Environmental, Health and Safety Committee
The Environmental, Health and Safety Committee is responsible for reviewing and monitoring environmental, food safety and workplace health and safety policies, procedures, practices and compliance.
Executive Committee
The Executive Committee possesses all of the powers of the Board except the power to declare common dividends and certain other powers specifically reserved by applicable law to the Board. The Executive Committee acts only when it is not practicable for the full Board to meet.
Other Corporate Governance Matters
Disclosure Policy The Board has reviewed and adopted a corporate Disclosure Policy to deal with the timely dissemination of all material information.
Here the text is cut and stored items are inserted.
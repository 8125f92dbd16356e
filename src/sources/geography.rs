//! Geography reference files: FOI TIPLOC points and BPLAN locations.

use std::path::Path;

use anyhow::Result;
use geo::Point;

use super::{non_empty, Candidate};
use crate::models::{display_value, Row, SourceType, DEFAULT_PLACES};
use crate::spatial::{location_string, read_feature_collection, BoundaryIndex};

fn text(properties: &Row, key: &str) -> Option<String> {
    non_empty(properties.get(key).map(display_value))
}

/// Read the FOI file (properties `TIPLOC` and `NAME`)
pub fn read_foi(path: &Path) -> Result<Vec<Candidate>> {
    let features = read_feature_collection(path)?;
    Ok(foi_candidates(
        features
            .into_iter()
            .map(|f| (f.properties, f.centroid))
            .collect(),
    ))
}

pub fn foi_candidates(features: Vec<(Row, Option<Point<f64>>)>) -> Vec<Candidate> {
    features
        .into_iter()
        .filter_map(|(properties, centroid)| {
            Some(Candidate {
                tiploc: text(&properties, "TIPLOC")?,
                source: SourceType::Foi,
                description: text(&properties, "NAME"),
                location: centroid.map(|p| location_string(p, DEFAULT_PLACES)),
            })
        })
        .collect()
}

/// One BPLAN location with its centroid
#[derive(Debug, Clone)]
pub struct BplanRow {
    pub tiploc: String,
    pub description: Option<String>,
    pub point: Option<Point<f64>>,
}

/// The full BPLAN geography. The merge consults a clipped view; the
/// overlap step falls back to the unclipped rows.
#[derive(Debug, Clone, Default)]
pub struct BplanTable {
    pub rows: Vec<BplanRow>,
}

impl BplanTable {
    /// Read the BPLAN file (properties `Location Code` and `Location name`)
    pub fn load(path: &Path) -> Result<Self> {
        let features = read_feature_collection(path)?;
        let rows = features
            .into_iter()
            .filter_map(|f| {
                Some(BplanRow {
                    tiploc: text(&f.properties, "Location Code")?,
                    description: text(&f.properties, "Location name"),
                    point: f.centroid,
                })
            })
            .collect();
        Ok(Self { rows })
    }

    /// Candidates whose point lies inside `boundary`
    pub fn clipped_candidates(&self, boundary: &BoundaryIndex) -> Vec<Candidate> {
        self.rows
            .iter()
            .filter_map(|row| {
                let point = row.point?;
                if !boundary.contains(point.x(), point.y()) {
                    return None;
                }
                Some(Candidate {
                    tiploc: row.tiploc.clone(),
                    source: SourceType::Bplan,
                    description: row.description.clone(),
                    location: Some(location_string(point, DEFAULT_PLACES)),
                })
            })
            .collect()
    }

    /// Location of the first unclipped row for `tiploc`
    pub fn location_of(&self, tiploc: &str) -> Option<String> {
        self.rows
            .iter()
            .find(|row| row.tiploc == tiploc)
            .and_then(|row| row.point)
            .map(|p| location_string(p, DEFAULT_PLACES))
    }
}
//! Line-delimited JSON rows written by the extraction binaries.

use serde::{Deserialize, Deserializer};
use serde_json::{Map, Value};

/// A flat JSON object row
pub type Row = Map<String, Value>;

/// Drop empty-string and null values. Lists are always kept.
pub fn clean_row(row: Row) -> Row {
    row.into_iter()
        .filter(|(_, v)| match v {
            Value::Null => false,
            Value::String(s) => !s.is_empty(),
            _ => true,
        })
        .collect()
}

/// Render a JSON value as plain text (strings unquoted, null empty)
pub fn display_value(value: &Value) -> String {
    match value {
        Value::Null => String::new(),
        Value::String(s) => s.clone(),
        Value::Array(items) => items
            .iter()
            .map(display_value)
            .collect::<Vec<_>>()
            .join(","),
        other => other.to_string(),
    }
}

/// A NaPTAN rail ATCO code is `9100` followed by the TIPLOC
pub fn tiploc_from_atco(atco: &str) -> String {
    atco.chars().skip(4).collect()
}

/// Accept a string, number or list (first item) and treat empty as missing
fn opt_text<'de, D>(deserializer: D) -> Result<Option<String>, D::Error>
where
    D: Deserializer<'de>,
{
    let value = Option::<Value>::deserialize(deserializer)?;
    let text = match value {
        None | Some(Value::Null) => None,
        Some(Value::Array(items)) => items.first().map(display_value),
        Some(other) => Some(display_value(&other)),
    };
    Ok(text.filter(|t| !t.is_empty()))
}

/// One row of `NaPTAN-All.jsonl`
#[derive(Debug, Clone, Deserialize)]
pub struct NaptanRecord {
    #[serde(rename = "TIPLOC", default, deserialize_with = "opt_text")]
    pub tiploc: Option<String>,
    #[serde(rename = "AtcoCode", default, deserialize_with = "opt_text")]
    pub atco_code: Option<String>,
    #[serde(rename = "Name", default, deserialize_with = "opt_text")]
    pub name: Option<String>,
    #[serde(rename = "_location_", default, deserialize_with = "opt_text")]
    pub location: Option<String>,
    /// `Point` or `Area`
    #[serde(rename = "type", default, deserialize_with = "opt_text")]
    pub record_type: Option<String>,
    #[serde(flatten)]
    pub extra: Row,
}

/// One row of `OSM-All.jsonl`
#[derive(Debug, Clone, Deserialize)]
pub struct OsmRecord {
    #[serde(rename = "TIPLOC", default, deserialize_with = "opt_text")]
    pub tiploc: Option<String>,
    #[serde(default, deserialize_with = "opt_text")]
    pub name: Option<String>,
    #[serde(rename = "_location_", default, deserialize_with = "opt_text")]
    pub location: Option<String>,
    #[serde(default, deserialize_with = "opt_text")]
    pub layer: Option<String>,
    #[serde(flatten)]
    pub extra: Row,
}

#[cfg(test)]
mod tests {
    use super::*;
    use serde_json::json;

    #[test]
    fn test_clean_row_keeps_lists() {
        let row = json!({"a": "", "b": "x", "c": [], "d": null, "e": 0})
            .as_object()
            .cloned()
            .unwrap();
        let cleaned = clean_row(row);
        let keys: Vec<&str> = cleaned.keys().map(String::as_str).collect();
        assert_eq!(keys, vec!["b", "c", "e"]);
    }

    #[test]
    fn test_tiploc_from_atco() {
        assert_eq!(tiploc_from_atco("9100EUSTON"), "EUSTON");
        assert_eq!(tiploc_from_atco("910"), "");
    }

    #[test]
    fn test_naptan_record_tolerates_shapes() {
        let record: NaptanRecord = serde_json::from_value(json!({
            "TIPLOC": "CREWE",
            "AtcoCode": "9100CREWE",
            "Name": ["Crewe Rail Station", "Crewe"],
            "_location_": "53.08961,-2.43318",
            "type": "Point",
            "Street": "Nantwich Road"
        }))
        .unwrap();
        assert_eq!(record.tiploc.as_deref(), Some("CREWE"));
        assert_eq!(record.name.as_deref(), Some("Crewe Rail Station"));
        assert_eq!(record.extra.get("Street"), Some(&json!("Nantwich Road")));
    }

    #[test]
    fn test_osm_record_missing_tiploc() {
        let record: OsmRecord = serde_json::from_value(json!({
            "name": "Signal box",
            "TIPLOC": "",
            "_location_": "52.1,-1.2"
        }))
        .unwrap();
        assert_eq!(record.tiploc, None);
        assert_eq!(record.layer, None);
    }
}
A copy of the Disclosure Policy is available on the Company’s website, www.loblaw.ca. The Disclosure Policy, which is reviewed annually, establishes consistent guidance for determining what information is material and how it is to be disclosed to avoid selective disclosure and to ensure wide dissemination. The Board, directly and through its Committees, reviews and approves the contents of major disclosure documents, including unaudited interim and audited annual consolidated financial statements, Management’s Discussion and Analysis, the Annual Information Form, and the Proxy Circular. The Company seeks to communicate to its shareholders through these documents as well as by means of news releases, its website and investor relations meetings.
Disclosure Committee A Disclosure Committee comprised of senior management of the Company oversees the Company’s disclosure process as outlined in the Disclosure Policy. The Disclosure Committee’s mandate includes ensuring that effective disclosure controls and procedures are in place to allow the Company to satisfy all of its continuous disclosure obligations including certification requirements. The Disclosure Committee is also responsible for ensuring that the policies and procedures contained in the Company’s Disclosure Policy are in compliance with regulatory requirements.